EXERCISE DETAILS:
Copy all lines in the data that contain the string "meshes".

Segment Start: DATA FOR THIS EXERCISE

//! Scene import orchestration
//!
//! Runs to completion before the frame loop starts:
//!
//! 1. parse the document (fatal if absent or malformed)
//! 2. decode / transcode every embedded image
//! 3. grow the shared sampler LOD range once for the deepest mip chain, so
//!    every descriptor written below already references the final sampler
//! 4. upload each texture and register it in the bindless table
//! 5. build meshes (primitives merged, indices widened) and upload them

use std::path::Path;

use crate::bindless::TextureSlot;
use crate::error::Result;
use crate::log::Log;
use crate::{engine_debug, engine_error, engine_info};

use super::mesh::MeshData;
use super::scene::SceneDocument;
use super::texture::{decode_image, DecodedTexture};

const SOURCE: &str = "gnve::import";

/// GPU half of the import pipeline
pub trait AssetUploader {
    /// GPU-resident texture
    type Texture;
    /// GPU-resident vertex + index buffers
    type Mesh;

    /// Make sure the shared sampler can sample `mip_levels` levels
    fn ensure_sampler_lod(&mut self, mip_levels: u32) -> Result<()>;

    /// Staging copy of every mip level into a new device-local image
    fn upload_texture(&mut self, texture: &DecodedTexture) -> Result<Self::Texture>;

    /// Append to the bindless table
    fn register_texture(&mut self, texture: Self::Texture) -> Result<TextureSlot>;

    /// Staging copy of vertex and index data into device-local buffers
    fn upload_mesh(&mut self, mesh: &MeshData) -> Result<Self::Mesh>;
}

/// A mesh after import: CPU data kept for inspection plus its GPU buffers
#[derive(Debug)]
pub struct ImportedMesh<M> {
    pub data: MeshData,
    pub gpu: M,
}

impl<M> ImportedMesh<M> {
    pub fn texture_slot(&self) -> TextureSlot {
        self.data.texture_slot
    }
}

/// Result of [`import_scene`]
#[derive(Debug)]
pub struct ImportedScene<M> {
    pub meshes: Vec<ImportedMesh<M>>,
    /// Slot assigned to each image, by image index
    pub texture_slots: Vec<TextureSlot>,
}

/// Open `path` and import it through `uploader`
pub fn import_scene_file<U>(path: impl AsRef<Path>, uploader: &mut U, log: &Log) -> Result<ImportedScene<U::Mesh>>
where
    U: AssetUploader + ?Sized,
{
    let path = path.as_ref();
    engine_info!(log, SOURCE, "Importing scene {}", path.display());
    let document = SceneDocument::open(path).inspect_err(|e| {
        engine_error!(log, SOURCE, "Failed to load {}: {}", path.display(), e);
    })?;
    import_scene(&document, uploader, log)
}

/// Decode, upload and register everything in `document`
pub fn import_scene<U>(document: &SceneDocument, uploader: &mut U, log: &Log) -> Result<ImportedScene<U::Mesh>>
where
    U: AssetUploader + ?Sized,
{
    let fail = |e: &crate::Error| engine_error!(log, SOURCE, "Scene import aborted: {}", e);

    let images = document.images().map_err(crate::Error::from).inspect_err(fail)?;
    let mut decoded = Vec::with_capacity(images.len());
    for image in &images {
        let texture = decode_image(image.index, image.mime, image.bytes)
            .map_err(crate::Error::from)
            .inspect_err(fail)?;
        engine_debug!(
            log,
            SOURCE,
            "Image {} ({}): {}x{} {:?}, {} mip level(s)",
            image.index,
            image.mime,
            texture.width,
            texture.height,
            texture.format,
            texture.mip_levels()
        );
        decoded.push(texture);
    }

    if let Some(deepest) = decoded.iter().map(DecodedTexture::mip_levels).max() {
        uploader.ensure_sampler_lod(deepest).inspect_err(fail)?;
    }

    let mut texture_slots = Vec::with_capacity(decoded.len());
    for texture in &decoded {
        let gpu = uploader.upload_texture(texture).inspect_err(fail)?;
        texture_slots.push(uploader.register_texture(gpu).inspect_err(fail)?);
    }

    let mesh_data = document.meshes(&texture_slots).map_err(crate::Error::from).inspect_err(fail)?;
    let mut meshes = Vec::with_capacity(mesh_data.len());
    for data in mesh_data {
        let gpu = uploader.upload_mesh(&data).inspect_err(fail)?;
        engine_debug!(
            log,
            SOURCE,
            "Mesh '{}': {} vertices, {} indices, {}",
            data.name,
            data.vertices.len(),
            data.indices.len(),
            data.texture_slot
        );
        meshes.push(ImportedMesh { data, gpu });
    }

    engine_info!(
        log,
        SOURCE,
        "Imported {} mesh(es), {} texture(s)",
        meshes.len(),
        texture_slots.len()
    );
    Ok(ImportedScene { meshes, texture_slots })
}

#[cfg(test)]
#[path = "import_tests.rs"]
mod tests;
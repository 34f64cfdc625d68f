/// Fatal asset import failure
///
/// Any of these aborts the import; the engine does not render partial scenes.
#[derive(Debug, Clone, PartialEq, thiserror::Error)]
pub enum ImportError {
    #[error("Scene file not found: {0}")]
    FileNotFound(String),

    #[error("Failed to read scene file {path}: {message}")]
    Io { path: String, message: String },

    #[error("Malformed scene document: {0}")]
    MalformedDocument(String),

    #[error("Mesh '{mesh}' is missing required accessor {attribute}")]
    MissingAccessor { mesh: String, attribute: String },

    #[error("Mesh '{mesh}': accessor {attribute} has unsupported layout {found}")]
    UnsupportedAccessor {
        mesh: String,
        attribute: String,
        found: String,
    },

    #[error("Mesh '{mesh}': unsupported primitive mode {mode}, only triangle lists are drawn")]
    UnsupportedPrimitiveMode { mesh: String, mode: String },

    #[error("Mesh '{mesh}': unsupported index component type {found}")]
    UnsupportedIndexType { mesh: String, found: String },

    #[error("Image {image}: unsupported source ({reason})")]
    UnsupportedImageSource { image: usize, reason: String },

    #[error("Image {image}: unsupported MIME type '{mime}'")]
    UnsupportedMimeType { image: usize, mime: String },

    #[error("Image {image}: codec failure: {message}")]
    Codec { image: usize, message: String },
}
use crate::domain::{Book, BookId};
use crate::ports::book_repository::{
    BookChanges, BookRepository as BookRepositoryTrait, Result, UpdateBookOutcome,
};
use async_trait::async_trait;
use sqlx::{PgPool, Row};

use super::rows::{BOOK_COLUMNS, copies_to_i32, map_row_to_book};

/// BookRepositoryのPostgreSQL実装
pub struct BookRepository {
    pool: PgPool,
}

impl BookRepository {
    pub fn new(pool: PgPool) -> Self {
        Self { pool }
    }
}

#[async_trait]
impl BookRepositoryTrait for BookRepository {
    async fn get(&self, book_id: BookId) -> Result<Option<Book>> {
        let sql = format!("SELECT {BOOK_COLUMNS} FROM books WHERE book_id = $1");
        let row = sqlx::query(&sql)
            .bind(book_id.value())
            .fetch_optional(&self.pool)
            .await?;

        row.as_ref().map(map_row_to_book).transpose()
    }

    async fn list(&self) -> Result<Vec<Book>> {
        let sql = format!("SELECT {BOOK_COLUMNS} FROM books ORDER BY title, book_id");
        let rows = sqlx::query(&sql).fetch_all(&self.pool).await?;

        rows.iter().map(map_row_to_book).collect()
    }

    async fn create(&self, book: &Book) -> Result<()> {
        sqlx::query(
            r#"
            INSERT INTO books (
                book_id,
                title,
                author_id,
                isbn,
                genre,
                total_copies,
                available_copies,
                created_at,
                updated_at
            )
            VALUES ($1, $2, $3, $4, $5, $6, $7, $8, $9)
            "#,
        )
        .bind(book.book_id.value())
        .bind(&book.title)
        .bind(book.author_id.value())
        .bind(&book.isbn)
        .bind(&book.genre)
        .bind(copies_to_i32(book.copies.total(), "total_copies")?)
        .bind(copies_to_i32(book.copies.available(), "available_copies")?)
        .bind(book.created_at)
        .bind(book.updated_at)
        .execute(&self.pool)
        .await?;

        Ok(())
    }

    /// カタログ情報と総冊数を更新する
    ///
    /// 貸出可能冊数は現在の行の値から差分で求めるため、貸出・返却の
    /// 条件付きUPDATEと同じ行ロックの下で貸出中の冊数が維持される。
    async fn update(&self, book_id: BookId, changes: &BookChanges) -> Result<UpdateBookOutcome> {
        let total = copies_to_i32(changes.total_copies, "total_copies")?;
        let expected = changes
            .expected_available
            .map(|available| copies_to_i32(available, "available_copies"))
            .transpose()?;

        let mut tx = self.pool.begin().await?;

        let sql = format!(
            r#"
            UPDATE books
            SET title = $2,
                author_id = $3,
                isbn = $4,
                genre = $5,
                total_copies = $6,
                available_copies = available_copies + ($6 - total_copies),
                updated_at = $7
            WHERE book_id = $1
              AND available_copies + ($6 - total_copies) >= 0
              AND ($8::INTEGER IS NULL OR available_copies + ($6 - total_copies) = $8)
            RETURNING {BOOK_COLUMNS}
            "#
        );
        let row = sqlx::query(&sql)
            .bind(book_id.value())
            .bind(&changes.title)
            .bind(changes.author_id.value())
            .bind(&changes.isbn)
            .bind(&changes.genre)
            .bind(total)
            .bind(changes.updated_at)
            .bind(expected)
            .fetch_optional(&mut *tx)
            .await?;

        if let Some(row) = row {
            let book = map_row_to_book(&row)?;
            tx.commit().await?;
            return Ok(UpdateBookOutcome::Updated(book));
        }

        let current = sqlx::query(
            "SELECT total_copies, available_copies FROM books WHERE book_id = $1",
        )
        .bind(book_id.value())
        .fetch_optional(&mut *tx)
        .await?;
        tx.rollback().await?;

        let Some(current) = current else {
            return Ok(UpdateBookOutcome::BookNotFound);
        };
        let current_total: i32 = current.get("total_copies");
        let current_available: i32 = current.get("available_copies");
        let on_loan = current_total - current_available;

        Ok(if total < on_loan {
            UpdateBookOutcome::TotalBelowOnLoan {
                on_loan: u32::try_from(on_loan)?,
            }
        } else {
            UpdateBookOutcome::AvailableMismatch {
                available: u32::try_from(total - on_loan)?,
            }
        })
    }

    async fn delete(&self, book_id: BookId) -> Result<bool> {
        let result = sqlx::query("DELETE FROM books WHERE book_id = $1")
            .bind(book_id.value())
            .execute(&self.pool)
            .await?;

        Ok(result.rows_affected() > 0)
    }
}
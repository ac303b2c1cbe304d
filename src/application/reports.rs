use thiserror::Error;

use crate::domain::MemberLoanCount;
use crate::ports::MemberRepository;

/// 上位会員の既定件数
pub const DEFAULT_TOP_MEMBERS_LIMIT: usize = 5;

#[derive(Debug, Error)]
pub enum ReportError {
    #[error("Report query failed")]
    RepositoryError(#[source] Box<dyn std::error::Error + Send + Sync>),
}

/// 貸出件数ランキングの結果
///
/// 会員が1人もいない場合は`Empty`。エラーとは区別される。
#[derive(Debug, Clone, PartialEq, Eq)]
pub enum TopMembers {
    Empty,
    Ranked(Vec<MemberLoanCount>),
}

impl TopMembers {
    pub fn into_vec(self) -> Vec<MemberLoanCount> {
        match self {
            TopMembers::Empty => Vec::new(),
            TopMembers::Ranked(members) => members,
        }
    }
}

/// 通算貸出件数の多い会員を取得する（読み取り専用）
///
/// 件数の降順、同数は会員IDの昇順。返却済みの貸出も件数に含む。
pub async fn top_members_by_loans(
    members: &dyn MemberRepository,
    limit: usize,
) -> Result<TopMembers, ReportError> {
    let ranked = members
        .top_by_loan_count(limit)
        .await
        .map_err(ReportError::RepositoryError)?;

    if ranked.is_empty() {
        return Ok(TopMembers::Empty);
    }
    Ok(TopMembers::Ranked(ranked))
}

Segment End: DATA FOR THIS EXERCISE

TASK SOLUTION:
//! 5. build meshes (primitives merged, indices widened) and upload them
    pub meshes: Vec<ImportedMesh<M>>,
    let mesh_data = document.meshes(&texture_slots).map_err(crate::Error::from).inspect_err(fail)?;
    let mut meshes = Vec::with_capacity(mesh_data.len());
        meshes.push(ImportedMesh { data, gpu });
        meshes.len(),
    Ok(ImportedScene { meshes, texture_slots })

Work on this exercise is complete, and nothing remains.